◆ **Your task**
Whenever a line below includes the string "kind", show it.

Data extracted from a collection
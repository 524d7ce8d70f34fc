//! Anthropic Messages API provider
//!
//! The Messages API keeps the system prompt out of the message list, so
//! the transcript's system message is lifted into the `system` field and
//! only user/assistant turns are sent as messages.

use anyhow::{bail, Context, Result};
use async_trait::async_trait;
use reqwest::{header::CONTENT_TYPE, Client as HttpClient, StatusCode};
use serde::{Deserialize, Serialize};

use super::{
    chat::{Message, MessageRole},
    http_client, Provider, ProviderConfig,
};
use crate::error::ReagentError;

const ANTHROPIC_VERSION: &str = "2023-06-01";

pub struct AnthropicProvider {
    config: ProviderConfig,
    http: HttpClient,
}

impl AnthropicProvider {
    pub fn new(config: ProviderConfig) -> Result<Self> {
        if config.api_key.as_deref().unwrap_or("").is_empty() {
            return Err(ReagentError::MissingApiKey("anthropic".to_string()).into());
        }
        Ok(AnthropicProvider {
            config,
            http: http_client()?,
        })
    }
}

#[async_trait]
impl Provider for AnthropicProvider {
    async fn generate(&self, messages: &[Message], temperature: f32) -> Result<String> {
        let url = format!("{}/v1/messages", self.config.base_url);

        let system = messages
            .iter()
            .find(|m| m.role == MessageRole::System)
            .map(|m| m.content.clone());

        let turns: Vec<AnthropicMessage> = messages
            .iter()
            .filter(|m| m.role != MessageRole::System)
            .map(|m| AnthropicMessage {
                role: match m.role {
                    MessageRole::Assistant => "assistant",
                    _ => "user",
                },
                content: &m.content,
            })
            .collect();

        let body = AnthropicRequest {
            model: &self.config.model,
            max_tokens: self.config.max_tokens,
            system,
            messages: turns,
            temperature,
        };

        let response = self
            .http
            .post(&url)
            .header(CONTENT_TYPE, "application/json")
            .header("x-api-key", self.config.api_key.as_deref().unwrap_or(""))
            .header("anthropic-version", ANTHROPIC_VERSION)
            .json(&body)
            .send()
            .await
            .context("Failed to send request to Anthropic API")?;

        match response.status() {
            StatusCode::OK => {
                let body: AnthropicResponse = response
                    .json()
                    .await
                    .context("Failed to parse Anthropic response")?;
                Ok(body
                    .content
                    .into_iter()
                    .find(|block| block.kind == "text")
                    .map(|block| block.text)
                    .unwrap_or_default())
            }
            StatusCode::UNAUTHORIZED => {
                bail!("Authentication failed. Check your API key.");
            }
            StatusCode::TOO_MANY_REQUESTS => {
                bail!("Rate limit exceeded. Please try again later.");
            }
            status => {
                let error_body: Option<serde_json::Value> = response.json().await.ok();
                let message = error_body
                    .as_ref()
                    .and_then(|v| v.get("error").and_then(|e| e.get("message")))
                    .and_then(|v| v.as_str())
                    .unwrap_or("Unknown error")
                    .to_string();
                Err(ReagentError::Provider {
                    status: status.as_u16(),
                    message,
                }
                .into())
            }
        }
    }

    fn model_name(&self) -> &str {
        &self.config.model
    }
}

#[derive(Serialize)]
struct AnthropicRequest<'a> {
    model: &'a str,
    max_tokens: u32,
    #[serde(skip_serializing_if = "Option::is_none")]
    system: Option<String>,
    messages: Vec<AnthropicMessage<'a>>,
    temperature: f32,
}

#[derive(Serialize)]
struct AnthropicMessage<'a> {
    role: &'static str,
    content: &'a str,
}

#[derive(Deserialize)]
struct AnthropicResponse {
    content: Vec<AnthropicContentBlock>,
}

#[derive(Deserialize)]
struct AnthropicContentBlock {
    #[serde(rename = "type")]
    kind: String,
    #[serde(default)]
    text: String,
}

◆ **Exercise solution**
                    .find(|block| block.kind == "text")
    kind: String,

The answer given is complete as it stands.